Håvard Danielsen, head of research in the Institute for Medical Informatics at Radiumhospitalet, and Fritz Albregtsen of the department of informatics, say that many cancer patients either are under- or over-treated because pathologists don't have enough information.
"Pathology is a vulnerable scientific part of medicine. When pathologists look at a section they must compare the results using their own memory. The results can vary from pathologist to pathologist. The results can also vary from the same pathologist between Monday and Friday. Though pathologists can diagnose cancer with 100 percent certainty, the assessment of how serious the cancer is and how far it has advanced is very uncertain," said Danielsen in an article in Apollon, a research magazine published by the University of Oslo. "There are no absolute 'yes' or 'no' answers. The answer determines whether the patient receives treatment A or B. Pathologists disagree because the methods are not good enough. Their analyses are based on their own best judgment."
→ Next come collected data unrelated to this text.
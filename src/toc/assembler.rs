use crate::toc::config::{SamplingMode, TocConfig};
use crate::toc::outline::{Outline, OutlineParser};
use crate::toc::rename::{MatchDecision, RenameDetectionConfig, resolve_renames};
use crate::toc::significance::{ChangeScore, score_change};
use crate::wiki::format_api_timestamp;
use anyhow::Result;
use chrono::{DateTime, Datelike, Utc};
use chrono_tz::Tz;
use serde::Serialize;
use std::collections::{BTreeMap, BTreeSet};

/// One revision as handed to the assembler. `text` is `None` when the source
/// had nothing for it.
#[derive(Debug, Clone)]
pub struct RevisionInput {
    pub timestamp: DateTime<Utc>,
    pub source_id: String,
    pub text: Option<String>,
}

#[derive(Debug, Clone)]
pub struct AssemblerConfig {
    pub mode: SamplingMode,
    pub start_year: i32,
    pub end_year: i32,
    pub significance_threshold: f64,
    pub timezone: Tz,
    pub rename: RenameDetectionConfig,
    pub marker: char,
}

impl AssemblerConfig {
    pub fn from_config(cfg: &TocConfig, start_year: i32, end_year: i32) -> Result<Self> {
        Ok(Self {
            mode: cfg.sampling.mode,
            start_year,
            end_year,
            significance_threshold: cfg.sampling.significance_threshold,
            timezone: cfg.timezone()?,
            rename: cfg.rename.clone(),
            marker: cfg.parser.marker,
        })
    }
}

#[derive(Debug, Clone, Copy, PartialEq, Eq)]
pub enum AssemblerState {
    AwaitingFirstSnapshot,
    Accumulating,
    Done,
}

#[derive(Debug, Clone, Copy, PartialEq, Eq)]
pub enum SkipReason {
    NoContent,
    NoHeadings,
    OutOfOrder,
}

impl SkipReason {
    pub fn label(self) -> &'static str {
        match self {
            SkipReason::NoContent => "no content",
            SkipReason::NoHeadings => "no headings",
            SkipReason::OutOfOrder => "out of order",
        }
    }
}

#[derive(Debug, Clone, PartialEq)]
pub enum FeedOutcome {
    Retained { key: String },
    /// Parsed and scored, but the sampling policy did not keep it.
    Processed { significance: f64 },
    Skipped(SkipReason),
    NotWanted,
    Closed,
}

#[derive(Debug, Clone, Serialize)]
#[serde(rename_all = "camelCase")]
pub struct Snapshot {
    pub key: String,
    pub timestamp: String,
    pub sections: Outline,
    pub removed_titles: BTreeSet<String>,
    pub renamed_map: BTreeMap<String, String>,
    pub significance: Option<f64>,
    pub change_summary: Option<String>,
    pub source_id: String,
    #[serde(skip_serializing_if = "Vec::is_empty")]
    pub rename_trace: Vec<MatchDecision>,
}

/// Retained snapshots ordered by key.
#[derive(Debug, Clone, Default, Serialize)]
#[serde(transparent)]
pub struct History {
    snapshots: BTreeMap<String, Snapshot>,
}

#[derive(Debug, Clone, PartialEq, Eq, Serialize)]
pub struct RenameEvent {
    pub key: String,
    pub old: String,
    pub new: String,
}

impl History {
    pub fn len(&self) -> usize {
        self.snapshots.len()
    }

    pub fn is_empty(&self) -> bool {
        self.snapshots.is_empty()
    }

    #[cfg(test)]
    pub fn get(&self, key: &str) -> Option<&Snapshot> {
        self.snapshots.get(key)
    }

    pub fn iter(&self) -> impl Iterator<Item = &Snapshot> {
        self.snapshots.values()
    }

    pub fn keys(&self) -> impl Iterator<Item = &str> {
        self.snapshots.keys().map(String::as_str)
    }

    /// Every rename across the history, oldest first.
    pub fn renames(&self) -> Vec<RenameEvent> {
        let mut out = Vec::new();
        for snap in self.iter() {
            for section in &snap.sections {
                if let Some(old) = &section.previous_title
                    && section.is_renamed
                {
                    out.push(RenameEvent {
                        key: snap.key.clone(),
                        old: old.clone(),
                        new: section.title.clone(),
                    });
                }
            }
        }
        out
    }
}

/// Walks revisions oldest to newest and keeps the snapshots the sampling
/// policy asks for. Previous-outline state is held here, never globally.
pub struct Assembler {
    cfg: AssemblerConfig,
    parser: OutlineParser,
    state: AssemblerState,
    last_timestamp: Option<DateTime<Utc>>,
    last_processed: Option<Outline>,
    last_retained: Option<Outline>,
    retained_years: BTreeSet<i32>,
    history: History,
}

impl Assembler {
    pub fn new(cfg: AssemblerConfig) -> Self {
        let parser = OutlineParser::new(cfg.marker);
        Self {
            cfg,
            parser,
            state: AssemblerState::AwaitingFirstSnapshot,
            last_timestamp: None,
            last_processed: None,
            last_retained: None,
            retained_years: BTreeSet::new(),
            history: History::default(),
        }
    }

    #[cfg(test)]
    pub fn state(&self) -> AssemblerState {
        self.state
    }

    fn year_of(&self, ts: &DateTime<Utc>) -> i32 {
        ts.with_timezone(&self.cfg.timezone).year()
    }

    fn key_for(&self, ts: &DateTime<Utc>) -> String {
        match self.cfg.mode {
            SamplingMode::Yearly => self.year_of(ts).to_string(),
            SamplingMode::Significant => format_api_timestamp(ts),
        }
    }

    /// Whether a revision at `ts` could still be retained. Callers use this
    /// to avoid fetching content that would be thrown away.
    pub fn wants(&self, ts: &DateTime<Utc>) -> bool {
        if self.state == AssemblerState::Done {
            return false;
        }
        let year = self.year_of(ts);
        if year < self.cfg.start_year || year > self.cfg.end_year {
            return false;
        }
        match self.cfg.mode {
            SamplingMode::Yearly => !self.retained_years.contains(&year),
            SamplingMode::Significant => true,
        }
    }

    pub fn feed(&mut self, input: RevisionInput) -> FeedOutcome {
        if self.state == AssemblerState::Done {
            return FeedOutcome::Closed;
        }
        if let Some(last) = self.last_timestamp
            && input.timestamp < last
        {
            return FeedOutcome::Skipped(SkipReason::OutOfOrder);
        }
        if !self.wants(&input.timestamp) {
            return FeedOutcome::NotWanted;
        }
        let Some(text) = input.text.as_deref() else {
            return FeedOutcome::Skipped(SkipReason::NoContent);
        };
        let outline = self.parser.parse(text);
        if outline.is_empty() {
            return FeedOutcome::Skipped(SkipReason::NoHeadings);
        }
        self.last_timestamp = Some(input.timestamp);

        let score = score_change(&outline, self.last_processed.as_ref());
        let key = self.key_for(&input.timestamp);
        let retain = !self.history.snapshots.contains_key(&key)
            && match self.cfg.mode {
                SamplingMode::Yearly => true,
                SamplingMode::Significant => {
                    self.last_retained.is_none()
                        || score.significance >= self.cfg.significance_threshold
                }
            };

        if !retain {
            let significance = score.significance;
            self.last_processed = Some(outline);
            return FeedOutcome::Processed { significance };
        }

        self.retained_years.insert(self.year_of(&input.timestamp));
        let snapshot = self.annotate(key.clone(), &input, outline.clone(), score);
        self.last_processed = Some(outline);
        self.last_retained = Some(snapshot.sections.clone());
        self.history.snapshots.insert(key.clone(), snapshot);
        self.state = AssemblerState::Accumulating;
        FeedOutcome::Retained { key }
    }

    fn annotate(
        &self,
        key: String,
        input: &RevisionInput,
        mut outline: Outline,
        score: ChangeScore,
    ) -> Snapshot {
        let mut snapshot = Snapshot {
            key,
            timestamp: format_api_timestamp(&input.timestamp),
            sections: Outline::default(),
            removed_titles: BTreeSet::new(),
            renamed_map: BTreeMap::new(),
            significance: Some(score.significance),
            change_summary: Some(score.summary),
            source_id: input.source_id.clone(),
            rename_trace: Vec::new(),
        };

        if let Some(previous) = &self.last_retained {
            let resolution = resolve_renames(previous, &outline, &self.cfg.rename);
            for section in &mut outline.sections {
                if let Some(old) = resolution.renamed.get(&section.title) {
                    section.is_renamed = true;
                    section.previous_title = Some(old.clone());
                } else if resolution.added.contains(&section.title) {
                    section.is_new = true;
                }
            }
            snapshot.removed_titles = resolution.removed;
            snapshot.renamed_map = resolution.renamed;
            snapshot.rename_trace = resolution.trace;
        }

        snapshot.sections = outline;
        snapshot
    }

    /// Closes the assembler and hands back everything retained.
    pub fn finish(&mut self) -> History {
        self.state = AssemblerState::Done;
        std::mem::take(&mut self.history)
    }
}

/// Runs a whole batch through a fresh assembler, sorting it oldest first.
#[cfg(test)]
pub fn assemble(mut inputs: Vec<RevisionInput>, cfg: AssemblerConfig) -> History {
    inputs.sort_by(|a, b| a.timestamp.cmp(&b.timestamp));
    let mut assembler = Assembler::new(cfg);
    for input in inputs {
        assembler.feed(input);
    }
    assembler.finish()
}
Cancer prognoses today have about a 60 percent certainty, according to Danielsen and Albregtsen. Their new computerized method can increase that percentage to 80 percent, they say, which means the number of incorrect prognoses can be halved.
The researchers were able to access the pathological sections of 5,000 patients with colon and rectal cancer for 10 years after their diagnosis and evaluated 300 of them--half of whom performed well, and half of who did not. Using the image analysis, they were able to study how the DNA strings and other proteins in the cell nuclei of the patients were organized, eventually distinguishing between good and incorrect prognoses.
Danielsen said that he and his colleagues--along with researchers from Karolinska University Hospital in Stockholm, Oxford University and Harvard University--are not testing this method on other pathological cancer sections. He hopes it can be used in clinical practice within three years.